##### Provided material #####

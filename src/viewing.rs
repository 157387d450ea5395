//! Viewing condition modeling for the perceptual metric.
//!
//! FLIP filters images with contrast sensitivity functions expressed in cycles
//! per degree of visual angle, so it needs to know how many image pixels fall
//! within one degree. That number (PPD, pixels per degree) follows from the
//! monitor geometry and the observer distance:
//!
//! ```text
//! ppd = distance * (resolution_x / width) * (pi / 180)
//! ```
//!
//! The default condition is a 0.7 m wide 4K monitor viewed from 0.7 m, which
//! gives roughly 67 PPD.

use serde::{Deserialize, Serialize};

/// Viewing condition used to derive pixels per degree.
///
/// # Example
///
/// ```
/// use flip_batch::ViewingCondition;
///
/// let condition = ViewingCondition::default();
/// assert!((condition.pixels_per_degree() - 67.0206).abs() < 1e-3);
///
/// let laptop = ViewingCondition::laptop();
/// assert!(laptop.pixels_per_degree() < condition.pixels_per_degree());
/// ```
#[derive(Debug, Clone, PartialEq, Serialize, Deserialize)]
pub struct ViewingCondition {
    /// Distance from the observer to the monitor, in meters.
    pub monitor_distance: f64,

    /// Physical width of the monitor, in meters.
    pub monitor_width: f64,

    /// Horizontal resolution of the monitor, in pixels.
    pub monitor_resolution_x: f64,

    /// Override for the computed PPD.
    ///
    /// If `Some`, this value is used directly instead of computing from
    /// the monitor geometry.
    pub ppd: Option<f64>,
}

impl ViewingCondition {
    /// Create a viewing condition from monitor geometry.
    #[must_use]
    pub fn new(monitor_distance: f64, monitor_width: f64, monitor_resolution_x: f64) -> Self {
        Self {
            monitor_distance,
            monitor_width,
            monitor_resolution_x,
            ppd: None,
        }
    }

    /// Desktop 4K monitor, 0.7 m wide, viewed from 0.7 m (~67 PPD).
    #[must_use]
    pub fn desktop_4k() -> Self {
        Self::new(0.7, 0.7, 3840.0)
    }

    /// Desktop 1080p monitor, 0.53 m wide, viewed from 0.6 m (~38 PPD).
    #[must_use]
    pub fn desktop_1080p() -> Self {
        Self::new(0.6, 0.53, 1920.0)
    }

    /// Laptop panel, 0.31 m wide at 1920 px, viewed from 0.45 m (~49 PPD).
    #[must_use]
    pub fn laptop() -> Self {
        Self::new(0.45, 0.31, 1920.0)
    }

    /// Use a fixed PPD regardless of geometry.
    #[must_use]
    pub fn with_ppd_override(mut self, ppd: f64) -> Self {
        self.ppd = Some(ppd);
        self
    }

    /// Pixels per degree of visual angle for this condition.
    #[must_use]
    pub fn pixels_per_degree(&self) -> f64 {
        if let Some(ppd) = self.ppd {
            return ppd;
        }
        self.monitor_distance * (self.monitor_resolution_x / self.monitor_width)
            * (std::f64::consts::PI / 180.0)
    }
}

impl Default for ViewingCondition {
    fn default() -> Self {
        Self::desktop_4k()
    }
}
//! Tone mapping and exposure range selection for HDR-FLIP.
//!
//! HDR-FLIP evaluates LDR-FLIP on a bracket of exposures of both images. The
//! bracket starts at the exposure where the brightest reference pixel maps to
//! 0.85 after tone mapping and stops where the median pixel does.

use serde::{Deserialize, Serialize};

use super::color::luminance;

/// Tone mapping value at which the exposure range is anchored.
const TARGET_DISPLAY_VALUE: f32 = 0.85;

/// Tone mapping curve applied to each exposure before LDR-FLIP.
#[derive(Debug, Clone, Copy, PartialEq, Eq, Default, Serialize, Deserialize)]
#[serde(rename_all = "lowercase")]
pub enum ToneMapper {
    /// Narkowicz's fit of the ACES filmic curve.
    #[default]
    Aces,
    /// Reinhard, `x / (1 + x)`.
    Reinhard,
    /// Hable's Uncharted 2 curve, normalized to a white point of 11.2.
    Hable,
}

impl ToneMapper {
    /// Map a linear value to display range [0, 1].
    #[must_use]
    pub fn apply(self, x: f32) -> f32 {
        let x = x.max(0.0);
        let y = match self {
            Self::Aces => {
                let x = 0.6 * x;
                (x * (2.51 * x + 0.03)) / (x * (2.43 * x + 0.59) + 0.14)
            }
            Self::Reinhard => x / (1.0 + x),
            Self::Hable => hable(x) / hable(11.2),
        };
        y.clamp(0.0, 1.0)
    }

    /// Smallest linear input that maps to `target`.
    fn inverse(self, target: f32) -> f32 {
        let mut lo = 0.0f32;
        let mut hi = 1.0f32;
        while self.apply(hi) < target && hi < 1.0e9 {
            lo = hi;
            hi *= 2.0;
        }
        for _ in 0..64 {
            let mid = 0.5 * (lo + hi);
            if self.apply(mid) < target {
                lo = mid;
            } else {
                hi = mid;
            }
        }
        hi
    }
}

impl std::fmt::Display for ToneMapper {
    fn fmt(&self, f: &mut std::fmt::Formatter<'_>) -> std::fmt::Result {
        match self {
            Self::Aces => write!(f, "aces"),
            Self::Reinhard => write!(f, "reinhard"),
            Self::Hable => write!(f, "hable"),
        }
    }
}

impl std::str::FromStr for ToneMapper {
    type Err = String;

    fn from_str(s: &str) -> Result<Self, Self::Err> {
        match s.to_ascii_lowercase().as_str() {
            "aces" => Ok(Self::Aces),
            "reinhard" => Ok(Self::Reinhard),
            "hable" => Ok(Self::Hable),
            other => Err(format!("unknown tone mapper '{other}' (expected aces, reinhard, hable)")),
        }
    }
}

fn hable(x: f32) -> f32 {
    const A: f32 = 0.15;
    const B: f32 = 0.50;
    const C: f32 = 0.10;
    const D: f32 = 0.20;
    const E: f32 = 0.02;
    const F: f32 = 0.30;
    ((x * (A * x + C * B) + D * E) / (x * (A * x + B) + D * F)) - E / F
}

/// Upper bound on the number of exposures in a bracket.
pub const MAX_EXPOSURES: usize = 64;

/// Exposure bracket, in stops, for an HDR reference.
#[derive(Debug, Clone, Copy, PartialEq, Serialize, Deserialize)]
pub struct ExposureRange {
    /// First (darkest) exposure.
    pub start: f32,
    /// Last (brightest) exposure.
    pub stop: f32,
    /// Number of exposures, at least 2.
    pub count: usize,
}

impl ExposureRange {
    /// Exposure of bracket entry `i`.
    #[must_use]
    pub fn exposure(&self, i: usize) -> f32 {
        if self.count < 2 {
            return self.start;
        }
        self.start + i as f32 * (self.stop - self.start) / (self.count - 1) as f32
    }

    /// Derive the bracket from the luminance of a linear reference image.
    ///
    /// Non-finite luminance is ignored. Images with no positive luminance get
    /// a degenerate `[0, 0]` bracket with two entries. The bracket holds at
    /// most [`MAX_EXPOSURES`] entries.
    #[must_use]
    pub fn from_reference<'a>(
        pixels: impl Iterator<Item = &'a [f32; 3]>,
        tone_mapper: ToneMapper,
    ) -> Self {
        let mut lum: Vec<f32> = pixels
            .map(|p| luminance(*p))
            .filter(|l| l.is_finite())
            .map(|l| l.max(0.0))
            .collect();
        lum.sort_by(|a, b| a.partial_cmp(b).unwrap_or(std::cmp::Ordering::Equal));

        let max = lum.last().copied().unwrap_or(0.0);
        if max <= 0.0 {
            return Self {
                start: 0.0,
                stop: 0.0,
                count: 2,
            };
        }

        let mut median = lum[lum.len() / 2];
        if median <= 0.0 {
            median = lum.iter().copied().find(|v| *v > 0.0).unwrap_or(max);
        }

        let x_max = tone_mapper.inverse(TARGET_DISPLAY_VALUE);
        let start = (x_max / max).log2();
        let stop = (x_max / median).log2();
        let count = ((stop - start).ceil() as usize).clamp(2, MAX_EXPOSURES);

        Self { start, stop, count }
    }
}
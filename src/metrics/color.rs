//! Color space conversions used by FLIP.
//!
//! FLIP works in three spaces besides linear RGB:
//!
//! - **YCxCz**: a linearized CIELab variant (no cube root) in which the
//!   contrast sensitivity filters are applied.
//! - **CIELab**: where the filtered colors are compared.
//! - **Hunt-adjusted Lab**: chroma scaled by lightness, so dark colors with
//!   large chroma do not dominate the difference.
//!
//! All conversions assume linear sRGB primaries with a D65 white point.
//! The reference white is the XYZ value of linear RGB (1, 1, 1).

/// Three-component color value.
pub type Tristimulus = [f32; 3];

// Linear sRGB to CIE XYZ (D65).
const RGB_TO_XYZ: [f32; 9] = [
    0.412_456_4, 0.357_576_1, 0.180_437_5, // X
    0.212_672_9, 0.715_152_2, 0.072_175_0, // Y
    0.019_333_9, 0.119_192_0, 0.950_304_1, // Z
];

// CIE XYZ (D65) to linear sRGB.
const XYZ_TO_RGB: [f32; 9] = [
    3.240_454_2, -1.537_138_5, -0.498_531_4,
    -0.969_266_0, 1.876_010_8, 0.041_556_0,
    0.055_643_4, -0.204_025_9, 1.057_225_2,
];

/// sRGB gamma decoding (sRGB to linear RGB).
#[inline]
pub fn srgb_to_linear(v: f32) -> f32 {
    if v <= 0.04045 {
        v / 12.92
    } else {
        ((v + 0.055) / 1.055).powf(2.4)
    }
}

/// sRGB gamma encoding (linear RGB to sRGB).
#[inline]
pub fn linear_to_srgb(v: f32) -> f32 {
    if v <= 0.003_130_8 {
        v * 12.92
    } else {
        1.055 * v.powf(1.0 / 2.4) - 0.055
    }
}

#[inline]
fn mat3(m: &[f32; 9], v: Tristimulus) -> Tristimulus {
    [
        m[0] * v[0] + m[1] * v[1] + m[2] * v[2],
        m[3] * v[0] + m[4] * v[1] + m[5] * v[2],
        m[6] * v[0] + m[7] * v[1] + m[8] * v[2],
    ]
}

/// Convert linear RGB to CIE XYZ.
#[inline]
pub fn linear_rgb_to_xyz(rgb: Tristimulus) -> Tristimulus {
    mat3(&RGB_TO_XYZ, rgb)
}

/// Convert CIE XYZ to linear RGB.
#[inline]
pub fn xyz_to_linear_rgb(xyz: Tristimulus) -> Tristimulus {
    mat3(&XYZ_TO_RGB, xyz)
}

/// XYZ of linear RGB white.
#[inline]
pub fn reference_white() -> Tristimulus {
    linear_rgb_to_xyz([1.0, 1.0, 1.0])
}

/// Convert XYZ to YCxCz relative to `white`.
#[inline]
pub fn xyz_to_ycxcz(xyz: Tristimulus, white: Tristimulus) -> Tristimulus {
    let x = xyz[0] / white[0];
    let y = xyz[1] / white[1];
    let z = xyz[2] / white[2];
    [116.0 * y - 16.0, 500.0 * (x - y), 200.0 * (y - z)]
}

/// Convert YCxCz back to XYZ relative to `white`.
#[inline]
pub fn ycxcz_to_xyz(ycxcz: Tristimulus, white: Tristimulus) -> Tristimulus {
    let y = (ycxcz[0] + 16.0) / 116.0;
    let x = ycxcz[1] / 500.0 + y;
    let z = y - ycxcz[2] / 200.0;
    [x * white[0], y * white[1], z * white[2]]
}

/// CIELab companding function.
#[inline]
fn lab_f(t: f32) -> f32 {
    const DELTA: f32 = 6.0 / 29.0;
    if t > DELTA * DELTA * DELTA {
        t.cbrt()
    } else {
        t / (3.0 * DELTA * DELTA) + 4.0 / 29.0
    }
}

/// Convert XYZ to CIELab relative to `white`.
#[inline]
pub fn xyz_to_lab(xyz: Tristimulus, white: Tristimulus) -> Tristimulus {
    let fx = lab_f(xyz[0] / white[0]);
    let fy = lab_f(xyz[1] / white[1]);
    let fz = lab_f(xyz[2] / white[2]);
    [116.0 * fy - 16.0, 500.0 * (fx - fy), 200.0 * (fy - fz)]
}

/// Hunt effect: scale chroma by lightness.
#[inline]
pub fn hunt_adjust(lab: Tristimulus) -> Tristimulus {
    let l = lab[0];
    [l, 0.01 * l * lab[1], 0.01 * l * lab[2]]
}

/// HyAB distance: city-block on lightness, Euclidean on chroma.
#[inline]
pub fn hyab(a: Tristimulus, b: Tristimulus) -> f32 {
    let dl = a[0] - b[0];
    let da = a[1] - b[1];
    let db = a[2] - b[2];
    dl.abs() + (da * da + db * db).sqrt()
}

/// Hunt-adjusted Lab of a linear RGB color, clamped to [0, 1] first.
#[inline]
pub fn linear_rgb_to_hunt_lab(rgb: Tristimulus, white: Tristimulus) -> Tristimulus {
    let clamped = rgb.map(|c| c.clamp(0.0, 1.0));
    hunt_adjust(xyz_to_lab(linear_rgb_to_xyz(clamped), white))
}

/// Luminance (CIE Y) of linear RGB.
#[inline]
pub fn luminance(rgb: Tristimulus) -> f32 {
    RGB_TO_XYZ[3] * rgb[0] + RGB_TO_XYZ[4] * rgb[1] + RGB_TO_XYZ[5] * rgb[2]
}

#####

# Task objective:
Repeat the entries above verbatim, but only from the line that has "at least 2." down to the line that has "positive luminance get", inclusive.

# Finished task:
    /// Number of exposures, at least 2.
    pub count: usize,
}

impl ExposureRange {
    /// Exposure of bracket entry `i`.
    #[must_use]
    pub fn exposure(&self, i: usize) -> f32 {
        if self.count < 2 {
            return self.start;
        }
        self.start + i as f32 * (self.stop - self.start) / (self.count - 1) as f32
    }

    /// Derive the bracket from the luminance of a linear reference image.
    ///
    /// Non-finite luminance is ignored. Images with no positive luminance get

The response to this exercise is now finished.